**Required action**
Below are some entries. Repeat exactly the lines from the one with "filename app/typecat.rs" through the one with "interactively when omitted)", and only those.

**Data extract**
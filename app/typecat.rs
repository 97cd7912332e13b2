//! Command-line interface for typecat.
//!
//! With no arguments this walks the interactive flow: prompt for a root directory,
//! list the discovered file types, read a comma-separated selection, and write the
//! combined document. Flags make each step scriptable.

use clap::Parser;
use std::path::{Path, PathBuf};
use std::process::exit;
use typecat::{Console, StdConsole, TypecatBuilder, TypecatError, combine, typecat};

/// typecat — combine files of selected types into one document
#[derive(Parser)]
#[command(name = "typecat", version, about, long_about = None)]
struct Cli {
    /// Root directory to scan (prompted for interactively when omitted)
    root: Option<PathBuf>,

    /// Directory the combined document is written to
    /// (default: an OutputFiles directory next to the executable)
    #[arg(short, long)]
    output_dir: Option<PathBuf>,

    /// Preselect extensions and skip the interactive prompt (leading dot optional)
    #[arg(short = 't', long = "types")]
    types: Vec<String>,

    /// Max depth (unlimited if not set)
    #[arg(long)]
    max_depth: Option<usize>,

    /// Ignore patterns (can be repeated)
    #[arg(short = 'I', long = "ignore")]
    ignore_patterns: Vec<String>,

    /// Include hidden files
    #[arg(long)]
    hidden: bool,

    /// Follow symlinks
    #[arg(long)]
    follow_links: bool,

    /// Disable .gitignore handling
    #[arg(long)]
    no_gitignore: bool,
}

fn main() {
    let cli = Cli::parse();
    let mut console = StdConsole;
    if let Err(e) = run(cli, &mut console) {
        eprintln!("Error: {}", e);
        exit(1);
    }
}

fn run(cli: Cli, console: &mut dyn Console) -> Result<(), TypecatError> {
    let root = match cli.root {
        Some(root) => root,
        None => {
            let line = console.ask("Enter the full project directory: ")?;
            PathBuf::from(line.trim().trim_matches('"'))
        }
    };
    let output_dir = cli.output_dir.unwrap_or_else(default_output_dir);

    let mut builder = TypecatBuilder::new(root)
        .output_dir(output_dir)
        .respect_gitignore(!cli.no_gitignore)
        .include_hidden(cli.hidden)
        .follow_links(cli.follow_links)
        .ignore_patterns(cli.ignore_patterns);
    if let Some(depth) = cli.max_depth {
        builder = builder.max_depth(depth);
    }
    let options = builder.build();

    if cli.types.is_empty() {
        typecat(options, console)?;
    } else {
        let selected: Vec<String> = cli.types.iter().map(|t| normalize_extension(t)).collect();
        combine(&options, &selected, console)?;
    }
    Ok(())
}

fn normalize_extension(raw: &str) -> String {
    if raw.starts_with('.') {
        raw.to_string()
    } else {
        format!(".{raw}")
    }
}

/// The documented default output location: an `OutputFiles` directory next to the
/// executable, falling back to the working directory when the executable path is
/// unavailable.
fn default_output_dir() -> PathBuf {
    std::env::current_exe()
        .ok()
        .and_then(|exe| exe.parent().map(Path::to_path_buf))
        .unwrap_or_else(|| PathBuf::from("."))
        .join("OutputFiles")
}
...
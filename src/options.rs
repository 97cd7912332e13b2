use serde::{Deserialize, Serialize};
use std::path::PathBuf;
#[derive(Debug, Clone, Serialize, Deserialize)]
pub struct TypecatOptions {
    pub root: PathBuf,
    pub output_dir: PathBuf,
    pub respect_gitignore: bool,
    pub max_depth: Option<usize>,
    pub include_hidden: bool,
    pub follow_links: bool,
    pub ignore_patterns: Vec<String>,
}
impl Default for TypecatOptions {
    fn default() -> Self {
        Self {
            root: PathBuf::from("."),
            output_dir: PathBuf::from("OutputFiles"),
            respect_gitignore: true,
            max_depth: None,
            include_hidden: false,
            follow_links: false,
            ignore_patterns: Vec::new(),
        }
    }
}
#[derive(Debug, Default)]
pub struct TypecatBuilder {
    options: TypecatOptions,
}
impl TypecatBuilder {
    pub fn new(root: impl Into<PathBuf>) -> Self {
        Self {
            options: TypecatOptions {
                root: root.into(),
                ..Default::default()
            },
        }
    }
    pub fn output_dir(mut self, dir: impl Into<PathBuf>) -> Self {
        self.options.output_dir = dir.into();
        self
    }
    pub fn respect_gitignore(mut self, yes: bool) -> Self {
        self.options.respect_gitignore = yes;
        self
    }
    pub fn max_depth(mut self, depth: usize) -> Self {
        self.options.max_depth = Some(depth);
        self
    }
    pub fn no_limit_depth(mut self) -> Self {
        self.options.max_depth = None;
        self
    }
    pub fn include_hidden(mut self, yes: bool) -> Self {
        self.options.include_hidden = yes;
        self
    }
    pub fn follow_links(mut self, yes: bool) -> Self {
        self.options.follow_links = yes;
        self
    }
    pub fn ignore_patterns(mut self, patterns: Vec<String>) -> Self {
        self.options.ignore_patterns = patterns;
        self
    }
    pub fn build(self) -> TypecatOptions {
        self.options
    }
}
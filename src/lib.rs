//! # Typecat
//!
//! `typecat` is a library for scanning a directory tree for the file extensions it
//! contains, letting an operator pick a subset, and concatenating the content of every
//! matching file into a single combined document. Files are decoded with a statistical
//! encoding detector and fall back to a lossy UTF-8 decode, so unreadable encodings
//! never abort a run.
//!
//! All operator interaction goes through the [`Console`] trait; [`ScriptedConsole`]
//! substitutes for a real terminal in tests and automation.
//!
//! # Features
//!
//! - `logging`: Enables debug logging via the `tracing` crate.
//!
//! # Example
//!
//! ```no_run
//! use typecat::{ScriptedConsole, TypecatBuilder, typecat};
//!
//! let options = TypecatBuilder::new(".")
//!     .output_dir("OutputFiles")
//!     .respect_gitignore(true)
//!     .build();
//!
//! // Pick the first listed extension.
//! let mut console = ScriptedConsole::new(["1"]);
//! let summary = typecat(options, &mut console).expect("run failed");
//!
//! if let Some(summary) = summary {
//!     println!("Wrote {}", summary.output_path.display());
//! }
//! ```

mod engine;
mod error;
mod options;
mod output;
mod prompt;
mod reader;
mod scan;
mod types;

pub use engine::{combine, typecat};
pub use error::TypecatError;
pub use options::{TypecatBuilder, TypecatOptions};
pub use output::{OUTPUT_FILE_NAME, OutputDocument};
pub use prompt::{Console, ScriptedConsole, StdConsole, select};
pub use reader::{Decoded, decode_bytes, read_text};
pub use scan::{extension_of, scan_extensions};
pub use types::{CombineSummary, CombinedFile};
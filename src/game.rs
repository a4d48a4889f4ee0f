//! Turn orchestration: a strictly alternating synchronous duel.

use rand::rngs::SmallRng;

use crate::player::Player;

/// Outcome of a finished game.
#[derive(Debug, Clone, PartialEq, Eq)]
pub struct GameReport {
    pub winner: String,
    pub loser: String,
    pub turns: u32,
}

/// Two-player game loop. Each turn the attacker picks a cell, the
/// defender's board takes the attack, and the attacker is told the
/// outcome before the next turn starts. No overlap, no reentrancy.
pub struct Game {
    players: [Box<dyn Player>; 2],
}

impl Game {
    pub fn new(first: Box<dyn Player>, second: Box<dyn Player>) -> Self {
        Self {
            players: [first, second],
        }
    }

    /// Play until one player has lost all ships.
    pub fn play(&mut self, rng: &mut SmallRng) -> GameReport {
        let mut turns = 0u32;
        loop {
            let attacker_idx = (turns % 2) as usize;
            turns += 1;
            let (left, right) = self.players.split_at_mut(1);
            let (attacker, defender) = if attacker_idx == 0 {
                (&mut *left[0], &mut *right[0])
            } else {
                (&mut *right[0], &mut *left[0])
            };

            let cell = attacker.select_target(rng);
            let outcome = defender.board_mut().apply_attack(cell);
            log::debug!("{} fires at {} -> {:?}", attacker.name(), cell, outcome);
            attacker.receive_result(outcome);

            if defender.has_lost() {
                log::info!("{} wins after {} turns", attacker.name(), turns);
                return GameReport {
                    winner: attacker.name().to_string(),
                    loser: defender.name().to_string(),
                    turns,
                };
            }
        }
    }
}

**Task response**
filename app/typecat.rs
repository 97cd7912332e13b2
//! Command-line interface for typecat.
//!
//! With no arguments this walks the interactive flow: prompt for a root directory,
//! list the discovered file types, read a comma-separated selection, and write the
//! combined document. Flags make each step scriptable.

use clap::Parser;
use std::path::{Path, PathBuf};
use std::process::exit;
use typecat::{Console, StdConsole, TypecatBuilder, TypecatError, combine, typecat};

/// typecat — combine files of selected types into one document
#[derive(Parser)]
#[command(name = "typecat", version, about, long_about = None)]
struct Cli {
    /// Root directory to scan (prompted for interactively when omitted)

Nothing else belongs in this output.